The sequences are at the end. Sequence 3 is the required one (1707 characters).

## Trie structure
In short: We have a tree where each node has exactly for children (one for each base ATGC in a dna sequence). Each string can be seen as a path from the root downwards using the i'th character in the string to choose the appropriate child at level i. The node where a string ends is annotated, in our case with the id of the string (sample).
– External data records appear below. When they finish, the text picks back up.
//! Configuration file loading and discovery.

use super::types::ToolConfig;
use crate::error::{Result, SpdxError};
use std::path::{Path, PathBuf};

// ============================================================================
// Configuration File Discovery
// ============================================================================

/// Standard config file names to search for.
const CONFIG_FILE_NAMES: &[&str] = &[
    ".spdx-tools.yaml",
    ".spdx-tools.yml",
    "spdx-tools.yaml",
    "spdx-tools.yml",
];

/// Discover a config file by searching standard locations.
///
/// Search order:
/// 1. Explicit path if provided
/// 2. Current directory
/// 3. User config directory (~/.config/spdx-tools/)
/// 4. Home directory
#[must_use]
pub fn discover_config_file(explicit_path: Option<&Path>) -> Option<PathBuf> {
    if let Some(path) = explicit_path {
        if path.exists() {
            return Some(path.to_path_buf());
        }
    }

    if let Some(path) = std::env::current_dir()
        .ok()
        .and_then(|cwd| find_config_in_dir(&cwd))
    {
        return Some(path);
    }

    if let Some(path) =
        dirs::config_dir().and_then(|config_dir| find_config_in_dir(&config_dir.join("spdx-tools")))
    {
        return Some(path);
    }

    dirs::home_dir().and_then(|home| find_config_in_dir(&home))
}

/// Find a config file in a specific directory.
fn find_config_in_dir(dir: &Path) -> Option<PathBuf> {
    CONFIG_FILE_NAMES
        .iter()
        .map(|name| dir.join(name))
        .find(|path| path.exists())
}

// ============================================================================
// Configuration File Loading
// ============================================================================

/// Load a `ToolConfig` from a YAML file.
pub fn load_config_file(path: &Path) -> Result<ToolConfig> {
    let content = std::fs::read_to_string(path).map_err(|err| SpdxError::io(path, err))?;
    serde_yaml::from_str(&content)
        .map_err(|err| SpdxError::config(format!("{}: {err}", path.display())))
}

/// Load config from discovered file, or return default.
///
/// A file that cannot be read or parsed is reported and skipped.
#[must_use]
pub fn load_or_default(explicit_path: Option<&Path>) -> (ToolConfig, Option<PathBuf>) {
    discover_config_file(explicit_path).map_or_else(
        || (ToolConfig::default(), None),
        |path| match load_config_file(&path) {
            Ok(config) => (config, Some(path)),
            Err(e) => {
                tracing::warn!("Failed to load config from {}: {}", path.display(), e);
                (ToolConfig::default(), None)
            }
        },
    )
}

// ============================================================================
// Example Config Generation
// ============================================================================

/// Generate an example config file content.
#[must_use]
pub fn generate_example_config() -> String {
    format!(
        r"# spdx-tools configuration
# Place this file at .spdx-tools.yaml in your project root or ~/.config/spdx-tools/

{}",
        serde_yaml::to_string(&ToolConfig::default()).unwrap_or_default()
    )
}

// ============================================================================
// Tests
// ============================================================================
The trie is constructed by inserting all samples one by one (for each sample, descend the tree according to the string starting at the root, extend the tree if necessary and annotate the final node).

For a detailed description about Tries, use your OSINT skills. E.g., [Wikipedia](https://en.wikipedia.org/wiki/Trie)

## Finding the (best) solution
*We call the expected solution simply 'the best solution' . All other 'solutions' are valid combinations to form the sequence but need more samples or have shorter samples in the beginning -> they are 'worse'*

Let's say we want to build the string s = s1 s2 s3 ... sn.

Every possibility to build the string s is a combination of a prefix p = s1 s2 ... si and a suffix q = si+1 si+2 ... sn, where p is a sample and q is a string that can be built by using at least 0 samples (q can be empty, exactly one sample or a combination of samples). Assume that we already know the best solution to build a specific q, the best solution to build s for a given q is simply by using p first followed the solution for q. We get the best solution for s for trying all i's (splitting position, therefore responsible for p and q) that are valid (p is a sample and q can be built). Save this solution for later.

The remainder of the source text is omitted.